Enduring truths

[T]he federal government’s role in the financing of personal health services is one of the small class of public issues that can be counted on to activate deep, emotional, and bitter cleavages between what political commentators call “liberal” and “conservative” pressure groups. In the press, commentators felt compelled to write blow-by-blow descriptions of pressure group harangues and congressional responses. Within the Congress, clusters of Republicans and conservative southern Democrats allied to oppose “government medicine” and to declare ware against this “entering wedge of the Socialized State.”

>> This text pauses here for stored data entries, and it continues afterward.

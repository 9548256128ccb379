//! Per-node parameter validation against the registry.
//!
//! Generic checks are schema-driven; well-known node types get an extra
//! semantic check through the dispatch table at the bottom. Adding a
//! special-cased type means adding one match arm and one function.

use serde_json::{Value, json};

use crate::issue::{ValidationIssue, ValidationResult};
use crate::parse::types::{Node, Workflow};
use crate::registry::{Category, NodeRegistry, ParamKind, node_types as t};

/// Node types that may legitimately run without credentials.
const CREDENTIAL_EXEMPT: &[&str] = &[
    t::HTTP_REQUEST,
    t::WEBHOOK,
    t::MANUAL_TRIGGER,
    t::SCHEDULE_TRIGGER,
];

pub fn validate(workflow: &Workflow) -> ValidationResult {
    let mut result = ValidationResult::new();
    for node in &workflow.nodes {
        validate_node(node, &mut result);
    }
    result
}

pub fn validate_node(node: &Node, result: &mut ValidationResult) {
    // A node without a type already carries a structural error.
    let Some(type_name) = node.node_type() else {
        return;
    };
    let Some(def) = NodeRegistry::global().get(type_name) else {
        result.push(
            ValidationIssue::error(
                "UNKNOWN_NODE_TYPE",
                format!("Node type '{type_name}' is not in the registry"),
            )
            .with_node(node.id(), node.name()),
        );
        return;
    };

    let required: Vec<_> = def.required_parameters().collect();
    if !required.is_empty() && !node.has_parameters() {
        result.push(
            ValidationIssue::error(
                "EMPTY_REQUIRED_PARAMETERS",
                format!(
                    "Node '{}' has no parameters but its type declares required ones",
                    node.name().or(node.id()).unwrap_or(type_name)
                ),
            )
            .with_node(node.id(), node.name())
            .with_fix("Fill required parameters with defaults"),
        );
    } else {
        for spec in &def.parameters {
            check_parameter(node, spec, result);
        }
    }

    if let Some(check) = semantic_check(type_name) {
        check(node, result);
    }

    if def.category == Category::Integration
        && !CREDENTIAL_EXEMPT.contains(&type_name)
        && !node.has_credentials()
    {
        result.push(
            ValidationIssue::warning(
                "MISSING_CREDENTIALS",
                format!("Node '{}' has no credentials attached", label(node)),
            )
            .with_node(node.id(), node.name()),
        );
    }
}

/// Missing-value errors apply to required parameters; type and option
/// checks apply to any declared parameter that carries a value.
fn check_parameter(
    node: &Node,
    spec: &crate::registry::ParameterSpec,
    result: &mut ValidationResult,
) {
    let value = node.param(spec.name);
    let missing = match value {
        None | Some(Value::Null) => true,
        Some(Value::String(s)) => s.is_empty(),
        Some(_) => false,
    };
    if missing {
        if spec.required {
            result.push(
                ValidationIssue::error(
                    "MISSING_REQUIRED_PARAMETER",
                    format!(
                        "Node '{}' is missing required parameter '{}'",
                        label(node),
                        spec.name
                    ),
                )
                .with_node(node.id(), node.name())
                .with_fix("Fill the parameter with a default value")
                .with_details(json!({ "parameter": spec.name })),
            );
        }
        return;
    }

    let value = match value {
        Some(v) => v,
        None => return,
    };
    // Any field may carry an `=`-prefixed expression; those are opaque here.
    if value.as_str().is_some_and(|s| s.starts_with('=')) {
        return;
    }

    let type_ok = match spec.kind {
        ParamKind::String => value.is_string(),
        ParamKind::Number => value.is_number(),
        ParamKind::Boolean => value.is_boolean(),
        ParamKind::Options => value.is_string(),
        ParamKind::Collection => return,
    };
    if !type_ok {
        result.push(
            ValidationIssue::error(
                "INVALID_PARAMETER_TYPE",
                format!(
                    "Parameter '{}' of node '{}' must be a {}",
                    spec.name,
                    label(node),
                    spec.kind
                ),
            )
            .with_node(node.id(), node.name())
            .with_details(json!({ "parameter": spec.name })),
        );
        return;
    }

    // Option lists may be incomplete; membership failures stay survivable.
    if spec.kind == ParamKind::Options
        && let Some(s) = value.as_str()
        && !spec.options.contains(&s)
    {
        result.push(
            ValidationIssue::warning(
                "INVALID_OPTION_VALUE",
                format!(
                    "Parameter '{}' of node '{}' has unexpected value '{s}'",
                    spec.name,
                    label(node),
                ),
            )
            .with_node(node.id(), node.name())
            .with_details(json!({ "parameter": spec.name, "value": s })),
        );
    }
}

// ---------------------------------------------------------------------------
// Semantic checks for well-known node types
// ---------------------------------------------------------------------------

type SemanticCheck = fn(&Node, &mut ValidationResult);

fn semantic_check(type_name: &str) -> Option<SemanticCheck> {
    Some(match type_name {
        t::HTTP_REQUEST => check_http_request,
        t::WEBHOOK => check_webhook,
        t::EMAIL_SEND | t::GMAIL => check_email,
        t::GOOGLE_SHEETS | t::AIRTABLE => check_table_document,
        t::SLACK | t::TELEGRAM | t::DISCORD => check_messaging,
        t::IF | t::FILTER => check_conditions,
        t::CODE => check_code,
        _ => return None,
    })
}

fn check_http_request(node: &Node, result: &mut ValidationResult) {
    let Some(url) = node.param_str("url") else {
        return;
    };
    let looks_resolvable =
        url.starts_with("http://") || url.starts_with("https://") || url.starts_with('=');
    if !url.trim().is_empty() && !looks_resolvable {
        result.push(
            ValidationIssue::warning(
                "INVALID_URL",
                format!(
                    "URL of node '{}' is neither an absolute URL nor an expression",
                    label(node)
                ),
            )
            .with_node(node.id(), node.name())
            .with_details(json!({ "url": url })),
        );
    }
}

fn check_webhook(node: &Node, result: &mut ValidationResult) {
    if let Some(path) = node.param_str("path")
        && path.trim().is_empty()
    {
        result.push(
            ValidationIssue::error(
                "MISSING_WEBHOOK_PATH",
                format!("Webhook node '{}' has a blank path", label(node)),
            )
            .with_node(node.id(), node.name())
            .with_fix("Generate a webhook path"),
        );
    }
}

fn check_email(node: &Node, result: &mut ValidationResult) {
    let recipient_field = if node.node_type() == Some(t::GMAIL) {
        "sendTo"
    } else {
        "toEmail"
    };
    if blank(node.param(recipient_field)) {
        result.push(
            ValidationIssue::error(
                "MISSING_EMAIL_RECIPIENT",
                format!("Mail node '{}' has a blank recipient", label(node)),
            )
            .with_node(node.id(), node.name())
            .with_fix("Fill the recipient with a placeholder address"),
        );
    }
    if blank_or_missing(node.param("subject")) {
        result.push(
            ValidationIssue::warning(
                "MISSING_EMAIL_SUBJECT",
                format!("Mail node '{}' has no subject", label(node)),
            )
            .with_node(node.id(), node.name()),
        );
    }
}

fn check_table_document(node: &Node, result: &mut ValidationResult) {
    let field = if node.node_type() == Some(t::AIRTABLE) {
        "baseId"
    } else {
        "documentId"
    };
    if blank(node.param(field)) {
        result.push(
            ValidationIssue::error(
                "MISSING_DOCUMENT_ID",
                format!("Node '{}' has a blank document identifier", label(node)),
            )
            .with_node(node.id(), node.name())
            .with_fix("Fill the document identifier with a placeholder"),
        );
    }
}

fn check_messaging(node: &Node, result: &mut ValidationResult) {
    let (channel_field, text_field) = match node.node_type() {
        Some(t::TELEGRAM) => ("chatId", "text"),
        Some(t::DISCORD) => ("channelId", "content"),
        _ => ("channel", "text"),
    };
    if blank(node.param(channel_field)) {
        result.push(
            ValidationIssue::error(
                "MISSING_CHANNEL",
                format!("Messaging node '{}' has a blank target channel", label(node)),
            )
            .with_node(node.id(), node.name())
            .with_fix("Fill the channel with a placeholder"),
        );
    }
    if blank_or_missing(node.param(text_field)) {
        result.push(
            ValidationIssue::warning(
                "MISSING_MESSAGE_TEXT",
                format!("Messaging node '{}' has no message text", label(node)),
            )
            .with_node(node.id(), node.name()),
        );
    }
}

fn check_conditions(node: &Node, result: &mut ValidationResult) {
    let empty = match node.param("conditions") {
        None | Some(Value::Null) => true,
        Some(Value::Array(items)) => items.is_empty(),
        Some(Value::Object(map)) => map.is_empty(),
        Some(_) => false,
    };
    if empty {
        result.push(
            ValidationIssue::error(
                "MISSING_CONDITIONS",
                format!("Conditional node '{}' has no conditions configured", label(node)),
            )
            .with_node(node.id(), node.name())
            .with_fix("Add a placeholder condition"),
        );
    }
}

fn check_code(node: &Node, result: &mut ValidationResult) {
    match node.param_str("jsCode") {
        None => result.push(
            ValidationIssue::warning(
                "EMPTY_CODE_BODY",
                format!("Code node '{}' has no code", label(node)),
            )
            .with_node(node.id(), node.name())
            .with_fix("Insert the documented code template"),
        ),
        Some(code) if code.trim().is_empty() => result.push(
            ValidationIssue::warning(
                "EMPTY_CODE_BODY",
                format!("Code node '{}' has an empty code body", label(node)),
            )
            .with_node(node.id(), node.name())
            .with_fix("Insert the documented code template"),
        ),
        Some(code) if code.trim() == crate::fix::parameters::CODE_TEMPLATE.trim() => result.push(
            ValidationIssue::warning(
                "DEFAULT_CODE_BODY",
                format!("Code node '{}' still contains the default template", label(node)),
            )
            .with_node(node.id(), node.name()),
        ),
        Some(_) => {}
    }
}

fn label(node: &Node) -> &str {
    node.name()
        .or(node.id())
        .or(node.node_type())
        .unwrap_or("?")
}

fn blank(value: Option<&Value>) -> bool {
    value
        .and_then(Value::as_str)
        .is_some_and(|s| s.trim().is_empty())
}

fn blank_or_missing(value: Option<&Value>) -> bool {
    match value {
        None | Some(Value::Null) => true,
        Some(Value::String(s)) => s.trim().is_empty(),
        Some(_) => false,
    }
}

One has to read very closely to recognize this is not a description of the 2009-2010 debate over the ACA. Rather, it’s a description of the debate during the run-up to the 1965 passage of Medicare, as documented by Theodore Marmor in 1970 (page 17). His book, The Politics of Medicare, has since been updated and reprinted. I’m reading it now.

Marmor continues,

The president of the AMA captured the mood of Medicare’s critics in testifying before the Ways and Means Committee in 1963; hospital insurance for the aged, he said, was not “only unnecessary, but also dangerous to the basic principles underlying our American system of medical care.”

I know the AMA was a different organization then than now. Nevertheless, if its membership in the 1960s could have anticipated the world as we now know it, with Medicare, I doubt many would prefer one without hospital insurance for the aged. Same goes for the other critics whose mood the then-AMA president captured.

Reading stuff like this makes me wonder if interest groups even represent their own interests. It’s also interesting to contemplate the one-time strong resistance to Medicare by physicians juxtaposed against their urging of overrides and corrections to the Medicare physician pay schedule updates (the SGR). I guess paying physicians more is not unnecessary, dangerous, or against the basic principles underlying our system of medical care.*

* In truth the SGR system has a virtue. However, I agree with doctors that it should be fixed. Actually, the entire way in which physicians are paid by Medicare should be updated. Some ideas here and here.